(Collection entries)
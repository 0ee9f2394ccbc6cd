//! Intake Service
//!
//! The client-facing service. It accepts texts, owns the Request Store, dispatches
//! work to the compute service and applies the outcomes it reports back.
//!
//! ## Responsibilities
//! - **Submission**: `POST /api/v1/text` creates an `InProcess` request and submits
//!   it. If the compute service cannot be reached the request is finished as
//!   `Failed` before the 500 goes out.
//! - **Status**: `GET /api/v1/status/{id}` reads through the status cache. Only
//!   terminal snapshots are cached, since they can never change again.
//! - **Reports**: `POST /api/v1/result` applies the first terminal outcome for a
//!   request; later reports are acknowledged and ignored.
//! - **Reconciliation**: A background sweep re-submits requests stuck `InProcess`
//!   and eventually fails them.
//!
//! ## Submodules
//! - **`service`**: `IntakeService` operations.
//! - **`handlers`**: Axum handlers.
//! - **`reconcile`**: The stale request sweeper.

pub mod handlers;
pub mod reconcile;
pub mod service;

pub use reconcile::{Reconciler, SweepSummary};
pub use service::IntakeService;

use crate::dispatch::protocol::{ENDPOINT_HEALTH, ENDPOINT_RESULT, ENDPOINT_STATUS, ENDPOINT_TEXT};

use axum::Router;
use axum::extract::Extension;
use axum::http::{HeaderValue, Method, header};
use axum::routing::{get, post};
use std::sync::Arc;
use tower_http::cors::CorsLayer;
use tower_http::trace::TraceLayer;

/// HTTP surface of the intake service.
///
/// Browsers are only allowed in from the service's own origin, `http://{public_addr}`.
pub fn router(service: Arc<IntakeService>, public_addr: &str) -> Router {
    let mut cors = CorsLayer::new()
        .allow_methods([Method::GET, Method::POST, Method::OPTIONS])
        .allow_headers([header::CONTENT_TYPE, header::AUTHORIZATION]);

    match HeaderValue::from_str(&format!("http://{}", public_addr)) {
        Ok(origin) => cors = cors.allow_origin(origin),
        Err(e) => tracing::warn!("Invalid CORS origin for {}: {}", public_addr, e),
    }

    Router::new()
        .route(ENDPOINT_TEXT, post(handlers::handle_submit_text))
        .route(
            &format!("{}/:id", ENDPOINT_STATUS),
            get(handlers::handle_get_status),
        )
        .route(ENDPOINT_RESULT, post(handlers::handle_report))
        .route(ENDPOINT_HEALTH, get(handlers::handle_health))
        .layer(Extension(service))
        .layer(cors)
        .layer(TraceLayer::new_for_http())
}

■ **WHAT YOU WILL DO**
Set down the records above once more, exactly as given.

■ **TASK RESPONSE**
repository 0ee9f2394ccbc6cd
//! Intake Service
//!
//! The client-facing service. It accepts texts, owns the Request Store, dispatches
//! work to the compute service and applies the outcomes it reports back.
//!
//! ## Responsibilities
//! - **Submission**: `POST /api/v1/text` creates an `InProcess` request and submits
//!   it. If the compute service cannot be reached the request is finished as
//!   `Failed` before the 500 goes out.
//! - **Status**: `GET /api/v1/status/{id}` reads through the status cache. Only
//!   terminal snapshots are cached, since they can never change again.
//! - **Reports**: `POST /api/v1/result` applies the first terminal outcome for a
//!   request; later reports are acknowledged and ignored.
//! - **Reconciliation**: A background sweep re-submits requests stuck `InProcess`
//!   and eventually fails them.
//!
//! ## Submodules
//! - **`service`**: `IntakeService` operations.
//! - **`handlers`**: Axum handlers.
//! - **`reconcile`**: The stale request sweeper.

pub mod handlers;
pub mod reconcile;
pub mod service;

pub use reconcile::{Reconciler, SweepSummary};
pub use service::IntakeService;

use crate::dispatch::protocol::{ENDPOINT_HEALTH, ENDPOINT_RESULT, ENDPOINT_STATUS, ENDPOINT_TEXT};

use axum::Router;
use axum::extract::Extension;
use axum::http::{HeaderValue, Method, header};
use axum::routing::{get, post};
use std::sync::Arc;
use tower_http::cors::CorsLayer;
use tower_http::trace::TraceLayer;

/// HTTP surface of the intake service.
///
/// Browsers are only allowed in from the service's own origin, `http://{public_addr}`.
pub fn router(service: Arc<IntakeService>, public_addr: &str) -> Router {
    let mut cors = CorsLayer::new()
        .allow_methods([Method::GET, Method::POST, Method::OPTIONS])
        .allow_headers([header::CONTENT_TYPE, header::AUTHORIZATION]);

    match HeaderValue::from_str(&format!("http://{}", public_addr)) {
        Ok(origin) => cors = cors.allow_origin(origin),
        Err(e) => tracing::warn!("Invalid CORS origin for {}: {}", public_addr, e),
    }

    Router::new()
        .route(ENDPOINT_TEXT, post(handlers::handle_submit_text))
        .route(
            &format!("{}/:id", ENDPOINT_STATUS),
            get(handlers::handle_get_status),
        )
        .route(ENDPOINT_RESULT, post(handlers::handle_report))
        .route(ENDPOINT_HEALTH, get(handlers::handle_health))
        .layer(Extension(service))
        .layer(cors)
        .layer(TraceLayer::new_for_http())
}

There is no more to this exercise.